The first time I saw The Help, I wasn’t expecting to cry.


But somewhere between the gospel hum of the soundtrack and the image of Skeeter with her notebook clenched like a lifeline, I felt something rise up in my chest...familiar and tender. Not just because the story was powerful. Not just because it was true. But because I’d lived inside it. Because I’d known that kind of woman.


Because I was raised by her.


My mom wasn’t born in Jackson, Mississippi but she could’ve walked onto that set and nobody would’ve batted an eye. She had the same blonde hair, the same stubborn fire. A little awkward, a little too outspoken for her time. But kind, and quick witted, and dangerous in the best way.


She never once tolerated racism. Not from strangers. Not from family. Not from anyone. And when people said things they shouldn’t, her face would shift in this very specific way eyes wide, jaw clenched, fists curling like thunderclouds in her lap. You could feel the air change around her. She didn’t need to scream. She didn’t need a podium. She just had to look at you.


And you knew.



My mom’s name is Liz. And long before I was born, she made a best friend named Beverly.


They met as girls in Hilltop Lakes, Texas a little place tucked between trees and cattle fields, where the roads curve like whispers and secrets. Liz was visiting her aunt Opie, who had a well kept house and a woman who worked for her named Mabel Young. Everyone called her Shanny.


Shanny didn’t just work for the family she was family. Revered, respected, radiant in every room she entered. And one summer, she brought her niece Beverly with her. Just two girls on a porch, drawn together by timing and sweetness. That’s how it started.


Liz and Beverly. A white girl from Houston. A Black girl from the flats. Girls who became sisters before the world had a chance to tell them they couldn’t be.

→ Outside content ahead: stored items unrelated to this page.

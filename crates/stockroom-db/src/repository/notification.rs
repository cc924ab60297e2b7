//! # Notification Repository
//!
//! A notification with no `user_id` is addressed to everyone, so a user's
//! view is their own rows plus the broadcast ones.

use chrono::Utc;
use sqlx::SqlitePool;
use stockroom_core::{Notification, NotificationFilter, NotificationInput, Page, PageRequest};
use tracing::debug;

use super::new_id;
use crate::error::{DbError, DbResult};
use crate::realtime::{ChangeFeed, ChangeKind, Table};

const VISIBLE_TO: &str = "(?1 IS NULL OR user_id = ?1 OR user_id IS NULL)";

#[derive(Debug, Clone)]
pub struct NotificationRepository {
    pool: SqlitePool,
    feed: ChangeFeed,
}

impl NotificationRepository {
    pub fn new(pool: SqlitePool, feed: ChangeFeed) -> Self {
        NotificationRepository { pool, feed }
    }

    /// Lists notifications, newest first.
    pub async fn list(
        &self,
        filter: &NotificationFilter,
        page: PageRequest,
    ) -> DbResult<Page<Notification>> {
        let page = page.normalized();
        debug!(?filter, page = page.page, "Listing notifications");

        let count_sql = format!(
            "SELECT COUNT(*) FROM notifications WHERE {VISIBLE_TO} AND (?2 = 0 OR is_read = 0)"
        );
        let count: i64 = sqlx::query_scalar(&count_sql)
            .bind(&filter.user_id)
            .bind(filter.unread_only)
            .fetch_one(&self.pool)
            .await?;

        let list_sql = format!(
            "SELECT id, user_id, message, kind, is_read, created_at FROM notifications \
             WHERE {VISIBLE_TO} AND (?2 = 0 OR is_read = 0) \
             ORDER BY created_at DESC, id LIMIT ?3 OFFSET ?4"
        );
        let notifications = sqlx::query_as::<_, Notification>(&list_sql)
            .bind(&filter.user_id)
            .bind(filter.unread_only)
            .bind(page.limit())
            .bind(page.offset())
            .fetch_all(&self.pool)
            .await?;

        Ok(Page::new(notifications, count, page))
    }

    pub async fn get(&self, id: &str) -> DbResult<Notification> {
        sqlx::query_as::<_, Notification>(
            "SELECT id, user_id, message, kind, is_read, created_at FROM notifications WHERE id = ?1",
        )
        .bind(id)
        .fetch_optional(&self.pool)
        .await?
        .ok_or_else(|| DbError::not_found("Notification", id))
    }

    pub async fn create(&self, input: &NotificationInput) -> DbResult<Notification> {
        let id = new_id();

        sqlx::query(
            "INSERT INTO notifications (id, user_id, message, kind, is_read, created_at) VALUES (?1, ?2, ?3, ?4, 0, ?5)",
        )
        .bind(&id)
        .bind(&input.user_id)
        .bind(input.message.trim())
        .bind(input.kind)
        .bind(Utc::now())
        .execute(&self.pool)
        .await?;

        self.feed.publish(Table::Notifications, ChangeKind::Insert, Some(&id));
        self.get(&id).await
    }

    pub async fn mark_read(&self, id: &str) -> DbResult<Notification> {
        let result = sqlx::query("UPDATE notifications SET is_read = 1 WHERE id = ?1")
            .bind(id)
            .execute(&self.pool)
            .await?;

        if result.rows_affected() == 0 {
            return Err(DbError::not_found("Notification", id));
        }

        self.feed.publish(Table::Notifications, ChangeKind::Update, Some(id));
        self.get(id).await
    }

    /// Marks everything visible to `user_id` as read. Returns rows changed.
    pub async fn mark_all_read(&self, user_id: Option<&str>) -> DbResult<u64> {
        let sql =
            format!("UPDATE notifications SET is_read = 1 WHERE {VISIBLE_TO} AND is_read = 0");
        let result = sqlx::query(&sql).bind(user_id).execute(&self.pool).await?;

        if result.rows_affected() > 0 {
            self.feed.publish(Table::Notifications, ChangeKind::Update, None);
        }
        Ok(result.rows_affected())
    }

    pub async fn unread_count(&self, user_id: Option<&str>) -> DbResult<i64> {
        let sql = format!("SELECT COUNT(*) FROM notifications WHERE {VISIBLE_TO} AND is_read = 0");
        let count: i64 = sqlx::query_scalar(&sql)
            .bind(user_id)
            .fetch_one(&self.pool)
            .await?;
        Ok(count)
    }

    pub async fn delete(&self, id: &str) -> DbResult<()> {
        let result = sqlx::query("DELETE FROM notifications WHERE id = ?1")
            .bind(id)
            .execute(&self.pool)
            .await?;

        if result.rows_affected() == 0 {
            return Err(DbError::not_found("Notification", id));
        }

        self.feed.publish(Table::Notifications, ChangeKind::Delete, Some(id));
        Ok(())
    }
}

#[cfg(test)]
mod tests {
    use super::*;
    use crate::repository::test_support::database;
    use stockroom_core::NotificationType;

    fn input(user_id: Option<&str>, message: &str) -> NotificationInput {
        NotificationInput {
            user_id: user_id.map(str::to_string),
            message: message.to_string(),
            kind: NotificationType::Warning,
        }
    }

    #[tokio::test]
    async fn test_visibility_and_unread() {
        let db = database().await;
        let repo = db.notifications();

        repo.create(&input(Some("u-1"), "Low stock: OIL-1L")).await.unwrap();
        repo.create(&input(Some("u-2"), "Someone else's")).await.unwrap();
        let broadcast = repo.create(&input(None, "Maintenance tonight")).await.unwrap();

        assert_eq!(repo.unread_count(Some("u-1")).await.unwrap(), 2);
        assert_eq!(repo.unread_count(None).await.unwrap(), 3);

        repo.mark_read(&broadcast.id).await.unwrap();
        let filter = NotificationFilter {
            user_id: Some("u-1".to_string()),
            unread_only: true,
        };
        let page = repo.list(&filter, PageRequest::default()).await.unwrap();
        assert_eq!(page.count, 1);
        assert_eq!(page.data[0].kind, NotificationType::Warning);
    }

    #[tokio::test]
    async fn test_mark_all_read() {
        let db = database().await;
        let repo = db.notifications();
        repo.create(&input(Some("u-1"), "one")).await.unwrap();
        repo.create(&input(None, "two")).await.unwrap();
        repo.create(&input(Some("u-2"), "three")).await.unwrap();

        assert_eq!(repo.mark_all_read(Some("u-1")).await.unwrap(), 2);
        assert_eq!(repo.unread_count(Some("u-1")).await.unwrap(), 0);
        assert_eq!(repo.unread_count(Some("u-2")).await.unwrap(), 1);
    }
}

They grew up together Liz and Beverly. From summer visits to school days, from learning to dance in living rooms to running drills on the same basketball team. What started as a summertime bond turned into a lifelong sisterhood. And when they grew up, had children of their own… the story circled back.


Because Beverly had a daughter named Chloe.


And my mom had me.


We were born just months apart. Raised like cousins, like sisters. Like we had always belonged to each other. Chloe was my first best friend, the kind of friend who exists in your memory before memory even begins. We played, we laughed, we ran through the flats like the world belonged to us. My mom used to call us the Giggly Goo Girls because we couldn’t stop laughing when we were together late nights, sleepovers, kickball in the heat, storytelling until the stars blinked on.


We didn’t know, then, what it meant to be divided by tracks. We didn’t see “town” and “flats.” We saw each other. That was the gift our mothers gave us.


But the world still whispered. And sometimes, it said things it shouldn’t.



My mom remembers it clear as day standing in the living room, all arms and nerves, while Shanny and Beverly tried to teach her how to dance.


She doesn’t remember which song was playing. Maybe something on the radio, maybe a record. But she remembers the rhythm of the room. The sound of their laughter. The warmth in their voices as they tried to get her to loosen up, to feel the beat instead of overthinking it.


Shanny, with that patient grace. Beverly, with a grin that could light up every corner of a house. And my mom this young, white girl in a small Texas town just wanting to get it right. Wanting to show them how much she valued this. How much she valued them.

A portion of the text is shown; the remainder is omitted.